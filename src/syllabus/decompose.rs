//! Study-plan scheduling
//!
//! An assignment with `n` sub-steps gets a lead window of `2n` days before its
//! due date. The window holds `2n + 1` calendar days (both ends inclusive) and
//! the steps land on every `max(1, days / n)`-th of them, earliest step first:
//!
//! ```text
//! due 2025-02-10, 4 steps -> window 02-02..=02-10 (9 days), step 2
//! Research 02-02, Draft 02-04, Revise 02-06, Submit 02-08
//! ```

use chrono::{Days, NaiveDate};
use tracing::debug;

use super::model::{Assignment, SubStepSequence, SubTask};

/// Break one assignment into scheduled sub-tasks.
///
/// Returns at most `sub_steps.len()` entries, all on or before `due_date`.
/// Step names beyond the number of chosen days are dropped, so an empty
/// sequence yields an empty plan.
pub fn break_down_task(
    title: &str,
    due_date: NaiveDate,
    sub_steps: &SubStepSequence,
) -> Vec<SubTask> {
    let n = sub_steps.len();
    let schedule_days = schedule_window(due_date, n);

    let step = schedule_days.len().checked_div(n).unwrap_or(0).max(1);

    sub_steps
        .iter()
        .zip(schedule_days.iter().step_by(step).take(n))
        .map(|(name, day)| SubTask::new(name, title, *day))
        .collect()
}

/// [`break_down_task`] with the default Research/Draft/Revise/Submit steps
pub fn break_down_default(title: &str, due_date: NaiveDate) -> Vec<SubTask> {
    break_down_task(title, due_date, &SubStepSequence::default())
}

/// Plan every assignment, concatenating the sub-tasks in assignment order
pub fn decompose_all(assignments: &[Assignment], sub_steps: &SubStepSequence) -> Vec<SubTask> {
    assignments
        .iter()
        .flat_map(|a| break_down_task(&a.title, a.due_date, sub_steps))
        .collect()
}

/// Every day from `due - 2n` through `due`, ascending.
fn schedule_window(due_date: NaiveDate, n: usize) -> Vec<NaiveDate> {
    let lead = Days::new(2 * n as u64);
    let start_date = due_date.checked_sub_days(lead).unwrap_or(NaiveDate::MIN);

    let days: Vec<NaiveDate> = start_date
        .iter_days()
        .take_while(|day| *day <= due_date)
        .collect();

    // Defensive guard: the window always holds 2n + 1 days unless it was
    // clipped at NaiveDate::MIN. Falls back to the n days ending on the due date.
    if days.len() < n {
        debug!(
            "Lead window for {} shorter than {} steps, using fallback",
            due_date, n
        );
        let mut fallback: Vec<NaiveDate> = (0..n as u64)
            .filter_map(|i| due_date.checked_sub_days(Days::new(i)))
            .collect();
        fallback.reverse();
        return fallback;
    }

    days
}
//! Todoist REST client

use serde::Serialize;
use std::fmt;

use super::error::{PushError, Result};
use super::TaskPusher;
use crate::syllabus::SubTask;

pub const DEFAULT_API_URL: &str = "https://api.todoist.com/rest/v2";

#[derive(Debug, Serialize)]
struct CreateTask<'a> {
    content: &'a str,
    due_date: String,
}

/// Creates tasks in Todoist with a personal API token
#[derive(Clone)]
pub struct TodoistClient {
    http: reqwest::Client,
    api_url: String,
    token: String,
}

impl TodoistClient {
    pub fn new(token: impl Into<String>) -> Result<Self> {
        Self::with_api_url(token, DEFAULT_API_URL)
    }

    /// Point the client at another REST root, e.g. a local test server
    pub fn with_api_url(token: impl Into<String>, api_url: impl Into<String>) -> Result<Self> {
        let http = reqwest::Client::builder()
            .user_agent(concat!("classradar/", env!("CARGO_PKG_VERSION")))
            .build()?;

        Ok(Self {
            http,
            api_url: api_url.into(),
            token: token.into(),
        })
    }

    fn tasks_url(&self) -> String {
        format!("{}/tasks", self.api_url.trim_end_matches('/'))
    }
}

// Keeps the token out of debug logs
impl fmt::Debug for TodoistClient {
    fn fmt(&self, f: &mut fmt::Formatter<'_>) -> fmt::Result {
        f.debug_struct("TodoistClient")
            .field("api_url", &self.api_url)
            .field("token", &"[REDACTED]")
            .finish()
    }
}

impl TaskPusher for TodoistClient {
    async fn push(&self, task: &SubTask) -> Result<()> {
        let body = CreateTask {
            content: &task.label,
            due_date: task.date_string(),
        };

        let response = self
            .http
            .post(self.tasks_url())
            .bearer_auth(&self.token)
            .json(&body)
            .send()
            .await?;

        if !response.status().is_success() {
            return Err(PushError::Rejected(response.status()));
        }
        Ok(())
    }
}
##########
EXERCISE BRIEF =
In the listing, find every line with the word "empty" and return it.

FINISHED EXERCISE =
/// Step names beyond the number of chosen days are dropped, so an empty
/// sequence yields an empty plan.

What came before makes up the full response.